Lesezeit: ca. 12 Minuten / zuletzt aktualisiert am: 20. Februar 2024
Diversität im Marketing ist kein „Nice-to-have“ – insbesondere die Gen Z fordert sie von Brands ein. Aber auch mit Erfolg?
Zumindest immer öfter sehen wir eine Vielfalt an Sexualität und Ethnien in der Werbung sowie gezielte LGBTQIA+ Kampagnen (vor allem natürlich im Pride Month Juni). Zunächst ein Schritt in die richtige Richtung, auf den allerdings noch viele weitere folgen müssen. Denn viel zu oft steckt hinter solchen Aktionen mehr Schein als Sein.
Warum aber legt die Gen Z so viel Wert auf Diversität im Marketing und was bedeutet das genau für die Markenkommunikation?
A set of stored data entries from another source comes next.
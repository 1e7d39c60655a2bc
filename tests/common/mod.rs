#![allow(dead_code)]

use angry_monitor::crypto::keywrap::aes_wrap;
use angry_monitor::crypto::rc4::rc4_skip;
use angry_monitor::crypto::DataCipher;
use angry_monitor::eapol::{build_eapol_key, KeyInfo, KEY_DESC_TYPE_RSN, KEY_DESC_TYPE_WPA};
use angry_monitor::elements::build_rsn_ie;
use angry_monitor::ieee80211::LLC_EAPOL;
use angry_monitor::keys::Ptk;
use angry_monitor::replay::Pn;
use angry_monitor::{MacAddress, Monitor, MonitorConfig, Passphrase};

pub const AP: MacAddress = MacAddress([0x02, 0, 0, 0, 0, 0x01]);
pub const STA: MacAddress = MacAddress([0x02, 0, 0, 0, 0, 0x02]);
pub const HOST: MacAddress = MacAddress([0x02, 0, 0, 0, 0, 0x03]);

pub const SSID: &str = "corp-net";
pub const PASSPHRASE: &str = "secret passphrase";
pub const ANONCE: [u8; 32] = [0x11; 32];
pub const SNONCE: [u8; 32] = [0x22; 32];
pub const GTK: [u8; 16] = [0x5c; 16];
pub const GTK_IDX: u8 = 1;
pub const GTK_RSC: u64 = 7;

pub const WPA_GTK: [u8; 32] = [0x6d; 32];
pub const WPA_GTK_IDX: u8 = 2;
pub const WPA_GTK_RSC: u64 = 3;

const VER1: u16 = 1;
const VER2: u16 = 2;
const CIPHER_CCMP: u8 = 4;
const AKM_PSK: u8 = 2;

pub fn monitor() -> Monitor {
    let config = MonitorConfig::default().passphrases(vec![Passphrase::new(SSID, PASSPHRASE)]);
    Monitor::new(config).unwrap()
}

pub fn rsn_ie() -> Vec<u8> {
    build_rsn_ie(CIPHER_CCMP, CIPHER_CCMP, AKM_PSK, 0)
}

pub fn mgmt(stype: u8, da: MacAddress, sa: MacAddress, body: &[u8]) -> Vec<u8> {
    let mut f = vec![stype << 4, 0x00, 0x00, 0x00];
    f.extend_from_slice(da.as_bytes());
    f.extend_from_slice(sa.as_bytes());
    f.extend_from_slice(AP.as_bytes());
    f.extend_from_slice(&[0x00, 0x00]);
    f.extend_from_slice(body);
    f
}

/// WPA vendor element: TKIP group and pairwise ciphers, PSK.
pub fn wpa_ie() -> Vec<u8> {
    vec![
        0xdd, 0x16, 0x00, 0x50, 0xf2, 0x01, 0x01, 0x00, 0x00, 0x50, 0xf2, 0x02, 0x01, 0x00,
        0x00, 0x50, 0xf2, 0x02, 0x01, 0x00, 0x00, 0x50, 0xf2, 0x02,
    ]
}

pub fn beacon() -> Vec<u8> {
    beacon_with(&rsn_ie())
}

pub fn wpa_beacon() -> Vec<u8> {
    beacon_with(&wpa_ie())
}

fn beacon_with(security_ie: &[u8]) -> Vec<u8> {
    let mut body = vec![0u8; 8];
    body.extend_from_slice(&[0x64, 0x00, 0x11, 0x04]);
    body.extend_from_slice(&[0x00, SSID.len() as u8]);
    body.extend_from_slice(SSID.as_bytes());
    body.extend_from_slice(&[0x03, 0x01, 0x06]);
    body.extend_from_slice(security_ie);
    mgmt(8, MacAddress::BROADCAST, AP, &body)
}

pub fn auth(da: MacAddress, sa: MacAddress, seq: u16) -> Vec<u8> {
    let mut body = vec![0x00, 0x00];
    body.extend_from_slice(&seq.to_le_bytes());
    body.extend_from_slice(&[0x00, 0x00]);
    mgmt(11, da, sa, &body)
}

pub fn assoc_req() -> Vec<u8> {
    assoc_req_with(&rsn_ie())
}

pub fn wpa_assoc_req() -> Vec<u8> {
    assoc_req_with(&wpa_ie())
}

fn assoc_req_with(security_ie: &[u8]) -> Vec<u8> {
    let mut body = vec![0x11, 0x04, 0x0a, 0x00];
    body.extend_from_slice(&[0x00, SSID.len() as u8]);
    body.extend_from_slice(SSID.as_bytes());
    body.extend_from_slice(security_ie);
    mgmt(0, AP, STA, &body)
}

pub fn assoc_resp() -> Vec<u8> {
    let mut body = vec![0x11, 0x04, 0x00, 0x00];
    body.extend_from_slice(&(0xc000u16 | 1).to_le_bytes());
    mgmt(1, STA, AP, &body)
}

/// Data frame between the AP and the station, unprotected.
pub fn data(from_ap: bool, payload: &[u8]) -> Vec<u8> {
    let mut f = if from_ap {
        let mut f = vec![0x08, 0x02, 0x00, 0x00];
        f.extend_from_slice(STA.as_bytes());
        f.extend_from_slice(AP.as_bytes());
        f.extend_from_slice(HOST.as_bytes());
        f
    } else {
        let mut f = vec![0x08, 0x01, 0x00, 0x00];
        f.extend_from_slice(AP.as_bytes());
        f.extend_from_slice(STA.as_bytes());
        f.extend_from_slice(HOST.as_bytes());
        f
    };
    f.extend_from_slice(&[0x00, 0x00]);
    f.extend_from_slice(payload);
    f
}

/// Broadcast data frame sent by the AP.
pub fn group_data(payload: &[u8]) -> Vec<u8> {
    let mut f = vec![0x08, 0x02, 0x00, 0x00];
    f.extend_from_slice(MacAddress::BROADCAST.as_bytes());
    f.extend_from_slice(AP.as_bytes());
    f.extend_from_slice(HOST.as_bytes());
    f.extend_from_slice(&[0x00, 0x00]);
    f.extend_from_slice(payload);
    f
}

pub fn eapol(from_ap: bool, key: &[u8]) -> Vec<u8> {
    let mut payload = LLC_EAPOL.to_vec();
    payload.extend_from_slice(key);
    data(from_ap, &payload)
}

pub fn ptk_for(passphrase: &str) -> Ptk {
    let pmk = angry_monitor::crypto::kdf::pmk_from_passphrase(passphrase, SSID.as_bytes());
    Ptk::derive(&pmk, &AP, &STA, &ANONCE, &SNONCE, false, DataCipher::Ccmp).unwrap()
}

pub fn ptk() -> Ptk {
    ptk_for(PASSPHRASE)
}

/// PTK of the WPA/TKIP handshake: 32-byte TK.
pub fn wpa_ptk() -> Ptk {
    let pmk = angry_monitor::crypto::kdf::pmk_from_passphrase(PASSPHRASE, SSID.as_bytes());
    Ptk::derive(&pmk, &AP, &STA, &ANONCE, &SNONCE, false, DataCipher::Tkip).unwrap()
}

pub fn msg1() -> Vec<u8> {
    let ki = KeyInfo::TYPE_PAIRWISE | KeyInfo::ACK | VER2;
    let key = build_eapol_key(KEY_DESC_TYPE_RSN, ki, 16, 1, &ANONCE, Pn::ZERO, &[], None).unwrap();
    eapol(true, &key)
}

pub fn msg2(ptk: &Ptk) -> Vec<u8> {
    let ki = KeyInfo::TYPE_PAIRWISE | KeyInfo::MIC | VER2;
    let key = build_eapol_key(
        KEY_DESC_TYPE_RSN,
        ki,
        0,
        1,
        &SNONCE,
        Pn::ZERO,
        &rsn_ie(),
        Some(&ptk.kck),
    )
    .unwrap();
    eapol(false, &key)
}

pub fn msg3(ptk: &Ptk) -> Vec<u8> {
    let mut plain = rsn_ie();
    plain.extend_from_slice(&[0xdd, 22, 0x00, 0x0f, 0xac, 0x01, GTK_IDX, 0x00]);
    plain.extend_from_slice(&GTK);
    plain.extend_from_slice(&[0xdd, 0x00]);
    let wrapped = aes_wrap(&ptk.kek, &plain).unwrap();

    let ki = KeyInfo::TYPE_PAIRWISE
        | KeyInfo::INSTALL
        | KeyInfo::ACK
        | KeyInfo::MIC
        | KeyInfo::SECURE
        | KeyInfo::ENCR_KEY_DATA
        | VER2;
    let key = build_eapol_key(
        KEY_DESC_TYPE_RSN,
        ki,
        16,
        2,
        &ANONCE,
        Pn::from_u64(GTK_RSC),
        &wrapped,
        Some(&ptk.kck),
    )
    .unwrap();
    eapol(true, &key)
}

pub fn msg4(ptk: &Ptk) -> Vec<u8> {
    let ki = KeyInfo::TYPE_PAIRWISE | KeyInfo::MIC | KeyInfo::SECURE | VER2;
    let key = build_eapol_key(
        KEY_DESC_TYPE_RSN,
        ki,
        0,
        2,
        &[0u8; 32],
        Pn::ZERO,
        &[],
        Some(&ptk.kck),
    )
    .unwrap();
    eapol(false, &key)
}

/// RSN group key message 1/2 delivering `gtk` in a GTK KDE.
pub fn group_msg1(ptk: &Ptk, idx: u8, gtk: &[u8], rsc: u64) -> Vec<u8> {
    let mut plain = vec![0xdd, 6 + gtk.len() as u8, 0x00, 0x0f, 0xac, 0x01, idx, 0x00];
    plain.extend_from_slice(gtk);
    plain.push(0xdd);
    while plain.len() % 8 != 0 {
        plain.push(0x00);
    }
    let wrapped = aes_wrap(&ptk.kek, &plain).unwrap();

    let ki = KeyInfo::ACK | KeyInfo::MIC | KeyInfo::SECURE | KeyInfo::ENCR_KEY_DATA | VER2;
    build_eapol_key(
        KEY_DESC_TYPE_RSN,
        ki,
        0,
        3,
        &[0u8; 32],
        Pn::from_u64(rsc),
        &wrapped,
        Some(&ptk.kck),
    )
    .unwrap()
}

pub fn group_msg2(ptk: &Ptk) -> Vec<u8> {
    let ki = KeyInfo::MIC | KeyInfo::SECURE | VER2;
    build_eapol_key(
        KEY_DESC_TYPE_RSN,
        ki,
        0,
        3,
        &[0u8; 32],
        Pn::ZERO,
        &[],
        Some(&ptk.kck),
    )
    .unwrap()
}

/// WPA 4-way handshake: descriptor 254, HMAC-MD5 MICs, WPA element in
/// messages 2 and 3.
pub fn wpa_handshake(ptk: &Ptk) -> [Vec<u8>; 4] {
    let key = |ki: u16, key_len: u16, replay: u64, nonce: &[u8; 32], data: &[u8], mic: bool| {
        let kck = if mic { Some(&ptk.kck[..]) } else { None };
        build_eapol_key(KEY_DESC_TYPE_WPA, ki | VER1, key_len, replay, nonce, Pn::ZERO, data, kck)
            .unwrap()
    };
    let pw = KeyInfo::TYPE_PAIRWISE;
    [
        eapol(true, &key(pw | KeyInfo::ACK, 32, 1, &ANONCE, &[], false)),
        eapol(false, &key(pw | KeyInfo::MIC, 0, 1, &SNONCE, &wpa_ie(), true)),
        eapol(
            true,
            &key(
                pw | KeyInfo::INSTALL | KeyInfo::ACK | KeyInfo::MIC,
                32,
                2,
                &ANONCE,
                &wpa_ie(),
                true,
            ),
        ),
        eapol(false, &key(pw | KeyInfo::MIC, 0, 2, &[0u8; 32], &[], true)),
    ]
}

/// WPA group key message 1/2: the bare GTK, RC4 encrypted with IV | KEK.
pub fn wpa_group_msg1(ptk: &Ptk, idx: u8, gtk: &[u8], rsc: u64) -> Vec<u8> {
    // build_eapol_key leaves the Key IV zeroed.
    let mut rc4_key = vec![0u8; 16];
    rc4_key.extend_from_slice(&ptk.kek);
    let mut data = gtk.to_vec();
    rc4_skip(&rc4_key, 256, &mut data);

    let ki = KeyInfo::ACK | KeyInfo::MIC | KeyInfo::SECURE | (u16::from(idx) << 4) | VER1;
    build_eapol_key(
        KEY_DESC_TYPE_WPA,
        ki,
        gtk.len() as u16,
        3,
        &[0u8; 32],
        Pn::from_u64(rsc),
        &data,
        Some(&ptk.kck),
    )
    .unwrap()
}

pub fn wpa_group_msg2(ptk: &Ptk) -> Vec<u8> {
    let ki = KeyInfo::MIC | KeyInfo::SECURE | VER1;
    build_eapol_key(
        KEY_DESC_TYPE_WPA,
        ki,
        0,
        3,
        &[0u8; 32],
        Pn::ZERO,
        &[],
        Some(&ptk.kck),
    )
    .unwrap()
}

/// Beacon, open authentication and association for the test station.
pub fn connect(mon: &mut Monitor) {
    mon.process(&beacon());
    mon.process(&auth(AP, STA, 1));
    mon.process(&auth(STA, AP, 2));
    mon.process(&assoc_req());
    mon.process(&assoc_resp());
}

/// Same as `connect` on a WPA/TKIP network, followed by the handshake.
pub fn connect_wpa_and_handshake(mon: &mut Monitor) {
    mon.process(&wpa_beacon());
    mon.process(&auth(AP, STA, 1));
    mon.process(&auth(STA, AP, 2));
    mon.process(&wpa_assoc_req());
    mon.process(&assoc_resp());
    for frame in wpa_handshake(&wpa_ptk()) {
        mon.process(&frame);
    }
}

/// Full connection including the 4-way handshake.
pub fn connect_and_handshake(mon: &mut Monitor) {
    connect(mon);
    let ptk = ptk();
    for frame in [msg1(), msg2(&ptk), msg3(&ptk), msg4(&ptk)] {
        mon.process(&frame);
    }
}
Antworten gibt es in diesem Deep Dive zum Thema Diversity Marketing, der auch Teil unserer Studie „OK Zoomer – Marketing für die Gen Z“ ist. Wir schauen, was diverses Marketing ausmacht, was performativer Aktivismus ist und welchen Einfluss gendergerechte Sprache hat.
Das Wichtigste in Kürze:
- Der Gen Z ist das Thema Diversität so wichtig wie keiner anderen Generation vor ihr.
- Zwei Drittel der Gen Z kaufen eher von Marken, die Diversität in ihrer Werbung kommunizieren.
- Die Gen Z besitzt einen Bullshit-Detektor: Trittbrettfahrer im Diversity Marketing werden entlarvt.
- Keine Worte ohne Taten: Die Gen Z will Diversität sehen – in der Werbung, aber auch in der Belegschaft der Unternehmen.
- Gendern ist keine Eintagsfliege und wird bei der Gen Z zunehmend relevanter.
Inhaltsverzeichnis
Gen Z & Diversity: How come?
Ob auf Film, Fernsehen, Literatur oder eben Werbung – was hat es damit auf sich, dass eine ganze Generation auf einmal genauer hinschaut und fordert: Hier fehlt Diversität! Die Teengeist-Umfrage zu Diversität und Diskriminierung bei der Gen Z zeigt, dass 60 Prozent der Befragten das Thema Diversity in ihrem persönlichen Alltag eher wichtig bis sehr wichtig ist.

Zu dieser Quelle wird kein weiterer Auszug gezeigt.